▶ _Listed entries_
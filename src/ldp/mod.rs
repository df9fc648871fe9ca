//! Linked Data Platform protocol engine
//!
//! Turns HTTP-level operations on RDF resources into store operations while
//! enforcing the LDP rules:
//! - interaction models (RDF Source, Basic Container, Direct Container)
//! - server-managed containment (`ldp:contains`) and membership triples
//! - URI allocation for POST with `Slug` hints
//! - optimistic concurrency through weak ETags
//! - `Prefer` driven representation shaping for containers
//!
//! Containment and membership are never persisted as triples; they are
//! derived from the store on every read and stripped from every write.

mod allocator;
mod concurrency;
mod containment;
mod document;
mod error;
pub mod headers;
mod membership;
mod representation;
mod resolver;
mod service;

pub use allocator::{allocate, slug_segment, Reservation, DEFAULT_MAX_ATTEMPTS};
pub use concurrency::{check_if_match, not_modified, ETag};
pub use containment::{is_containment_triple, strip_containment, Containment};
pub use document::{InteractionModel, MemberRelation, Membership, MembershipBackRef, ResourceDocument};
pub use error::{LdpError, LdpResult};
pub use headers::Preferences;
pub use membership::{membership_triples, strip_membership};
pub use representation::{Representation, Synthesized};
pub use resolver::{resolve, Classification};
pub use service::{LdpOptions, LdpRequest, LdpResponse, LdpService};
//! HTTP front end
//!
//! An axum router that maps requests under the context path onto
//! [`LdpService`](crate::ldp::LdpService) and serves the constraints document.

mod handler;
mod server;

pub use handler::{AppState, CONSTRAINTS};
pub use server::{router, LdpServer};
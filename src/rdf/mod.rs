//! RDF support for the LDP engine
//!
//! This module provides the RDF vocabulary the engine works with:
//! - RDF terms and triples (subject-predicate-object)
//! - LDP / RDF / XSD vocabulary constants
//! - Serialization formats (Turtle, JSON-LD, N-Triples)
//!
//! # Example
//!
//! ```rust
//! use ldp_engine::rdf::{NamedNode, RdfFormat, RdfParser, RdfSerializer, RdfSubject};
//!
//! let body = b"<> <http://purl.org/dc/terms/title> \"Hello\" .";
//! let triples = RdfParser::parse(body, RdfFormat::Turtle, "http://example.org/r/a").unwrap();
//!
//! let subject = NamedNode::new("http://example.org/r/a").unwrap();
//! assert_eq!(triples[0].subject, RdfSubject::from(subject));
//!
//! let ntriples = RdfSerializer::serialize(&triples, RdfFormat::NTriples).unwrap();
//! assert!(ntriples.contains("\"Hello\""));
//! ```

mod types;
pub mod namespace;
pub mod serialization;

pub use types::{
    RdfError, RdfResult,
    RdfSubject, RdfPredicate, RdfObject,
    NamedNode, BlankNode, Literal, Triple,
    TriplePattern, sort_canonical,
};

pub use namespace::{
    NamespaceManager,
    PrefixError, PrefixResult,
};

pub use serialization::{
    RdfFormat, RdfParser, RdfSerializer,
    ParseError, ParseResult,
    SerializeError, SerializeResult,
};
impl JsonLdSerializerWrapper {
    /// Serialize Triples to a JSON-LD document.
    ///
    /// Predicates and types are compacted with the well-known prefixes,
    /// which are declared in `@context`. Node objects keep the order in
    /// which their subjects first appear.
    pub fn serialize(triples: &[Triple]) -> SerializeResult<String> {
        let namespaces = NamespaceManager::new();
        let mut context = Map::new();
        let mut nodes: IndexMap<String, Map<String, Value>> = IndexMap::new();

        let compact = |iri: &str, context: &mut Map<String, Value>| -> String {
            match namespaces.compact(iri) {
                Some((prefix, compacted)) => {
                    if let Ok(ns) = namespaces.get_iri(prefix) {
                        context.insert(prefix.to_string(), json!(ns));
                    }
                    compacted
                }
                None => iri.to_string(),
            }
        };

        for triple in triples {
            let s_key = match &triple.subject {
                RdfSubject::NamedNode(n) => n.as_str().to_string(),
                RdfSubject::BlankNode(b) => b.to_string(),
            };
            let node = nodes.entry(s_key.clone()).or_insert_with(|| {
                let mut m = Map::new();
                m.insert("@id".to_string(), json!(s_key));
                m
            });

            if triple.predicate.as_str() == rdf::TYPE {
                let ty = match &triple.object {
                    RdfObject::NamedNode(n) => Some(compact(n.as_str(), &mut context)),
                    RdfObject::BlankNode(b) => Some(b.to_string()),
                    RdfObject::Literal(_) => None,
                };
                if let Some(ty) = ty {
                    push(node, "@type", json!(ty));
                    continue;
                }
            }

            let o_val = match &triple.object {
                RdfObject::NamedNode(n) => json!({ "@id": n.as_str() }),
                RdfObject::BlankNode(b) => json!({ "@id": b.to_string() }),
                RdfObject::Literal(l) => {
                    if let Some(lang) = l.language() {
                        json!({ "@value": l.value(), "@language": lang })
                    } else if l.is_plain() {
                        json!({ "@value": l.value() })
                    } else {
                        json!({ "@value": l.value(), "@type": l.datatype().as_str() })
                    }
                }
            };

            let p_key = compact(triple.predicate.as_str(), &mut context);
            push(node, &p_key, o_val);
        }

        let graph: Vec<Value> = nodes.into_values().map(Value::Object).collect();
        let document = json!({
            "@context": Value::Object(context),
            "@graph": graph,
        });

        serde_json::to_string_pretty(&document)
            .map_err(|e| SerializeError::Serialize(e.to_string()))
    }
}

fn push(node: &mut Map<String, Value>, key: &str, value: Value) {
    match node.get_mut(key) {
        Some(Value::Array(items)) => items.push(value),
        _ => {
            node.insert(key.to_string(), Value::Array(vec![value]));
        }
    }
}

▶ _Try it_
Retype the listing above in full, with no alterations.

▶ _Result_
filename src/ldp/mod.rs
repository df9fc648871fe9ca
//! Linked Data Platform protocol engine
//!
//! Turns HTTP-level operations on RDF resources into store operations while
//! enforcing the LDP rules:
//! - interaction models (RDF Source, Basic Container, Direct Container)
//! - server-managed containment (`ldp:contains`) and membership triples
//! - URI allocation for POST with `Slug` hints
//! - optimistic concurrency through weak ETags
//! - `Prefer` driven representation shaping for containers
//!
//! Containment and membership are never persisted as triples; they are
//! derived from the store on every read and stripped from every write.

mod allocator;
mod concurrency;
mod containment;
mod document;
mod error;
pub mod headers;
mod membership;
mod representation;
mod resolver;
mod service;

pub use allocator::{allocate, slug_segment, Reservation, DEFAULT_MAX_ATTEMPTS};
pub use concurrency::{check_if_match, not_modified, ETag};
pub use containment::{is_containment_triple, strip_containment, Containment};
pub use document::{InteractionModel, MemberRelation, Membership, MembershipBackRef, ResourceDocument};
pub use error::{LdpError, LdpResult};
pub use headers::Preferences;
pub use membership::{membership_triples, strip_membership};
pub use representation::{Representation, Synthesized};
pub use resolver::{resolve, Classification};
pub use service::{LdpOptions, LdpRequest, LdpResponse, LdpService};
//! HTTP front end
//!
//! An axum router that maps requests under the context path onto
//! [`LdpService`](crate::ldp::LdpService) and serves the constraints document.

mod handler;
mod server;

pub use handler::{AppState, CONSTRAINTS};
pub use server::{router, LdpServer};
filename src/rdf/mod.rs
//! RDF support for the LDP engine
//!
//! This module provides the RDF vocabulary the engine works with:
//! - RDF terms and triples (subject-predicate-object)
//! - LDP / RDF / XSD vocabulary constants
//! - Serialization formats (Turtle, JSON-LD, N-Triples)
//!
//! # Example
//!
//! ```rust
//! use ldp_engine::rdf::{NamedNode, RdfFormat, RdfParser, RdfSerializer, RdfSubject};
//!
//! let body = b"<> <http://purl.org/dc/terms/title> \"Hello\" .";
//! let triples = RdfParser::parse(body, RdfFormat::Turtle, "http://example.org/r/a").unwrap();
//!
//! let subject = NamedNode::new("http://example.org/r/a").unwrap();
//! assert_eq!(triples[0].subject, RdfSubject::from(subject));
//!
//! let ntriples = RdfSerializer::serialize(&triples, RdfFormat::NTriples).unwrap();
//! assert!(ntriples.contains("\"Hello\""));
//! ```

mod types;
pub mod namespace;
pub mod serialization;

pub use types::{
    RdfError, RdfResult,
    RdfSubject, RdfPredicate, RdfObject,
    NamedNode, BlankNode, Literal, Triple,
    TriplePattern, sort_canonical,
};

pub use namespace::{
    NamespaceManager,
    PrefixError, PrefixResult,
};

pub use serialization::{
    RdfFormat, RdfParser, RdfSerializer,
    ParseError, ParseResult,
    SerializeError, SerializeResult,
};
impl JsonLdSerializerWrapper {
    /// Serialize Triples to a JSON-LD document.
    ///
    /// Predicates and types are compacted with the well-known prefixes,
    /// which are declared in `@context`. Node objects keep the order in
    /// which their subjects first appear.
    pub fn serialize(triples: &[Triple]) -> SerializeResult<String> {
        let namespaces = NamespaceManager::new();
        let mut context = Map::new();
        let mut nodes: IndexMap<String, Map<String, Value>> = IndexMap::new();

        let compact = |iri: &str, context: &mut Map<String, Value>| -> String {
            match namespaces.compact(iri) {
                Some((prefix, compacted)) => {
                    if let Ok(ns) = namespaces.get_iri(prefix) {
                        context.insert(prefix.to_string(), json!(ns));
                    }
                    compacted
                }
                None => iri.to_string(),
            }
        };

        for triple in triples {
            let s_key = match &triple.subject {
                RdfSubject::NamedNode(n) => n.as_str().to_string(),
                RdfSubject::BlankNode(b) => b.to_string(),
            };
            let node = nodes.entry(s_key.clone()).or_insert_with(|| {
                let mut m = Map::new();
                m.insert("@id".to_string(), json!(s_key));
                m
            });

            if triple.predicate.as_str() == rdf::TYPE {
                let ty = match &triple.object {
                    RdfObject::NamedNode(n) => Some(compact(n.as_str(), &mut context)),
                    RdfObject::BlankNode(b) => Some(b.to_string()),
                    RdfObject::Literal(_) => None,
                };
                if let Some(ty) = ty {
                    push(node, "@type", json!(ty));
                    continue;
                }
            }

            let o_val = match &triple.object {
                RdfObject::NamedNode(n) => json!({ "@id": n.as_str() }),
                RdfObject::BlankNode(b) => json!({ "@id": b.to_string() }),
                RdfObject::Literal(l) => {
                    if let Some(lang) = l.language() {
                        json!({ "@value": l.value(), "@language": lang })
                    } else if l.is_plain() {
                        json!({ "@value": l.value() })
                    } else {
                        json!({ "@value": l.value(), "@type": l.datatype().as_str() })
                    }
                }
            };

            let p_key = compact(triple.predicate.as_str(), &mut context);
            push(node, &p_key, o_val);
        }

        let graph: Vec<Value> = nodes.into_values().map(Value::Object).collect();
        let document = json!({
            "@context": Value::Object(context),
            "@graph": graph,
        });

        serde_json::to_string_pretty(&document)
            .map_err(|e| SerializeError::Serialize(e.to_string()))
    }
}

fn push(node: &mut Map<String, Value>, key: &str, value: Value) {
    match node.get_mut(key) {
        Some(Value::Array(items)) => items.push(value),
        _ => {
            node.insert(key.to_string(), Value::Array(vec![value]));
        }
    }
}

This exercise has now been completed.